▶ **TASK TO COMPLETE**: When a line in the records includes the string "ExportFormat", it goes into the tally; report that tally alone.

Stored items
____

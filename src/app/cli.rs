// ==========================================
// 米厂报表客户端 - 命令行定义
// ==========================================
// 职责: clap 派生的命令树与全局参数
// ==========================================

use std::path::PathBuf;

use clap::{Args, Parser, Subcommand};

use crate::domain::types::{ClosedFilter, ExportFormat, Role, SectionKey, SortDirection};

#[derive(Parser)]
#[command(name = "rice-mill-report")]
#[command(version, about = "Rice mill sales, inventory and forecast report client", long_about = None)]
pub struct Cli {
    #[command(subcommand)]
    pub command: Commands,

    /// Verbose output (-v debug, -vv trace)
    #[arg(short, long, action = clap::ArgAction::Count, global = true)]
    pub verbose: u8,

    /// REST backend base URL
    #[arg(long, global = true)]
    pub api_url: Option<String>,

    /// Output language (en, zh-CN)
    #[arg(long, global = true)]
    pub locale: Option<String>,

    /// Directory for exported files
    #[arg(long, global = true)]
    pub output_dir: Option<PathBuf>,

    /// Local credential store path
    #[arg(long, global = true)]
    pub db_path: Option<String>,

    /// Print results as JSON instead of tables
    #[arg(long, global = true)]
    pub json: bool,
}

#[derive(Subcommand)]
pub enum Commands {
    /// Log in and store the bearer token for a role
    Login {
        /// user or admin
        #[arg(long, default_value = "user")]
        role: Role,

        #[arg(short, long)]
        username: String,

        #[arg(short, long)]
        password: String,
    },

    /// Remove the stored token for a role
    Logout {
        #[arg(long, default_value = "user")]
        role: Role,
    },

    /// Show which roles hold a stored token
    Whoami,

    /// Ask the backend to email a password reset link
    ForgotPassword {
        #[arg(long, default_value = "user")]
        role: Role,

        #[arg(short, long)]
        username: String,
    },

    /// Set a new password with an emailed reset token
    ResetPassword {
        #[arg(long, default_value = "user")]
        role: Role,

        #[arg(long)]
        token: String,

        #[arg(long)]
        password: String,

        #[arg(long)]
        confirm: String,
    },

    /// Load the dashboard panels
    Dashboard {
        /// Retry failed panels once
        #[arg(long)]
        retry: bool,
    },

    /// Sales tables, entry and search
    Sales {
        #[command(subcommand)]
        command: SalesCommands,
    },

    /// Inventory list and admin records
    Inventory {
        #[command(subcommand)]
        command: InventoryCommands,
    },

    /// Forecast series for one rice type
    Forecast {
        #[arg(long)]
        rice_type: String,

        /// Write <RICE_TYPE>_forecast.csv to the output directory
        #[arg(long)]
        export: bool,
    },

    /// User and admin account management (admin token)
    Accounts {
        /// user accounts or admin accounts
        #[arg(long, default_value = "user")]
        kind: Role,

        #[command(subcommand)]
        command: AccountCommands,
    },

    /// Compose the sales and forecasting report
    Report(ReportArgs),

    /// Configuration
    Config {
        #[command(subcommand)]
        command: ConfigCommands,
    },
}

/// 销售表共用过滤参数
#[derive(Args, Clone, Default)]
pub struct SalesFilterArgs {
    #[arg(long, default_value = "All")]
    pub rice_type: String,

    #[arg(long, default_value = "")]
    pub from: String,

    #[arg(long, default_value = "")]
    pub to: String,

    #[arg(long, default_value = "")]
    pub price: String,

    /// all, open or closed
    #[arg(long, default_value = "all")]
    pub closed: ClosedFilter,
}

#[derive(Subcommand)]
pub enum SalesCommands {
    /// User sales table (server-side paging)
    Table {
        #[command(flatten)]
        filter: SalesFilterArgs,

        #[arg(long, default_value = "date")]
        sort_field: String,

        #[arg(long, default_value = "asc")]
        sort_order: SortDirection,

        #[arg(long, default_value_t = 1)]
        page: u32,
    },

    /// Admin sales table (client-side paging)
    Admin {
        #[command(flatten)]
        filter: SalesFilterArgs,

        #[arg(long, default_value_t = 1)]
        page: usize,

        /// Write sales_data.csv to the output directory
        #[arg(long)]
        export: bool,
    },

    /// Update quantity, gross amount or price of one record
    Update {
        id: String,

        #[arg(long)]
        quantity_kg: Option<f64>,

        #[arg(long)]
        gross_amount: Option<f64>,

        #[arg(long)]
        price_per_kg: Option<f64>,
    },

    /// Submit one manual sales entry
    Entry {
        #[arg(long)]
        date: String,

        #[arg(long)]
        rice_type: String,

        #[arg(long)]
        quantity_kg: f64,

        #[arg(long)]
        price_per_kg: f64,
    },

    /// Register a shop-closed day
    ShopClosed {
        #[arg(long)]
        date: String,
    },

    /// Search sales by rice type and date range
    Search {
        #[arg(long)]
        rice_type: String,

        #[arg(long)]
        from: String,

        #[arg(long)]
        to: String,

        /// Write filtered_sales_data.csv to the output directory
        #[arg(long)]
        export: bool,
    },
}

/// 库存记录字段
#[derive(Args, Clone)]
pub struct InventoryRecordArgs {
    #[arg(long)]
    pub rice_type: String,

    #[arg(long)]
    pub quantity: i64,

    #[arg(long)]
    pub warehouse: String,

    #[arg(long)]
    pub batch_no: String,

    #[arg(long)]
    pub date_received: String,
}

#[derive(Subcommand)]
pub enum InventoryCommands {
    /// Current stock batches
    List,

    /// Admin inventory records (client-side filter, sort and paging)
    Records {
        /// Batch number substring
        #[arg(long, default_value = "")]
        batch: String,

        #[arg(long, default_value = "All")]
        warehouse: String,

        #[arg(long, default_value = "All")]
        rice_type: String,

        /// Sort by quantity (asc or desc)
        #[arg(long)]
        sort: Option<SortDirection>,

        #[arg(long, default_value_t = 1)]
        page: usize,
    },

    /// Add an inventory record
    Add(InventoryRecordArgs),

    /// Update an inventory record
    Update {
        id: String,

        #[command(flatten)]
        record: InventoryRecordArgs,
    },

    /// Delete an inventory record
    Delete { id: String },
}

/// 账户表单字段
#[derive(Args, Clone)]
pub struct AccountArgs {
    #[arg(long)]
    pub full_name: String,

    #[arg(long)]
    pub email: String,

    #[arg(long)]
    pub username: String,

    /// Leave empty on update to keep the current password
    #[arg(long, default_value = "")]
    pub password: String,

    #[arg(long, default_value = "")]
    pub confirm_password: String,

    /// Job title, e.g. Staff, Admin, Super Admin, Moderator
    #[arg(long)]
    pub role: Option<String>,

    #[arg(long, default_value = "")]
    pub phone: String,

    #[arg(long, default_value = "")]
    pub bio: String,
}

#[derive(Subcommand)]
pub enum AccountCommands {
    /// List accounts (client-side filter and paging)
    List {
        /// Username substring
        #[arg(long, default_value = "")]
        search: String,

        #[arg(long, default_value = "All")]
        role: String,

        #[arg(long, default_value_t = 1)]
        page: usize,
    },

    /// Add an account
    Add(AccountArgs),

    /// Update an account
    Update {
        id: String,

        #[command(flatten)]
        account: AccountArgs,
    },

    /// Delete an account
    Delete { id: String },
}

#[derive(Args, Clone)]
pub struct ReportArgs {
    /// Sections to include (comma separated); defaults to all
    #[arg(long, value_delimiter = ',')]
    pub sections: Vec<SectionKey>,

    #[arg(long, default_value = "pdf")]
    pub format: ExportFormat,

    /// File name inside the output directory
    #[arg(long)]
    pub file_name: Option<String>,

    /// Only print the sections, do not export
    #[arg(long)]
    pub preview: bool,

    #[arg(long, default_value = "")]
    pub forecast_from: String,

    #[arg(long, default_value = "")]
    pub forecast_to: String,

    #[arg(long, default_value = "All")]
    pub forecast_rice_type: String,

    #[arg(long, default_value = "All")]
    pub impact_status: String,

    #[arg(long)]
    pub breakdown_from: Option<String>,

    #[arg(long)]
    pub breakdown_to: Option<String>,

    #[arg(long, default_value = "")]
    pub distribution_from: String,

    #[arg(long, default_value = "")]
    pub distribution_to: String,

    #[arg(long, default_value = "All")]
    pub warehouse: String,
}

#[derive(Subcommand)]
pub enum ConfigCommands {
    /// Print the resolved configuration
    Show,
}

#[cfg(test)]
mod tests {
    use super::*;
    use clap::CommandFactory;

    #[test]
    fn test_cli_definition_is_consistent() {
        Cli::command().debug_assert();
    }

    #[test]
    fn test_parse_report_sections() {
        let cli = Cli::parse_from([
            "rice-mill-report",
            "report",
            "--sections",
            "summary,riceBreakdown",
            "--format",
            "csv",
        ]);
        match cli.command {
            Commands::Report(args) => {
                assert_eq!(
                    args.sections,
                    vec![SectionKey::Summary, SectionKey::RiceBreakdown]
                );
                assert_eq!(args.format, ExportFormat::Csv);
                assert!(!args.preview);
            }
            _ => panic!("expected report command"),
        }
    }

    #[test]
    fn test_parse_account_update() {
        let cli = Cli::parse_from([
            "rice-mill-report",
            "accounts",
            "--kind",
            "admin",
            "update",
            "a1",
            "--full-name",
            "Kamal",
            "--email",
            "kamal@mill.lk",
            "--username",
            "kamal",
        ]);
        match cli.command {
            Commands::Accounts {
                kind,
                command: AccountCommands::Update { id, account },
            } => {
                assert_eq!(kind, Role::Admin);
                assert_eq!(id, "a1");
                assert_eq!(account.password, "");
                assert_eq!(account.role, None);
            }
            _ => panic!("expected accounts update command"),
        }
    }

    #[test]
    fn test_global_flags_after_subcommand() {
        let cli = Cli::parse_from(["rice-mill-report", "whoami", "-vv", "--locale", "zh-CN"]);
        assert_eq!(cli.verbose, 2);
        assert_eq!(cli.locale.as_deref(), Some("zh-CN"));
    }
}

____

▶ **EXERCISE SOLUTION**: 3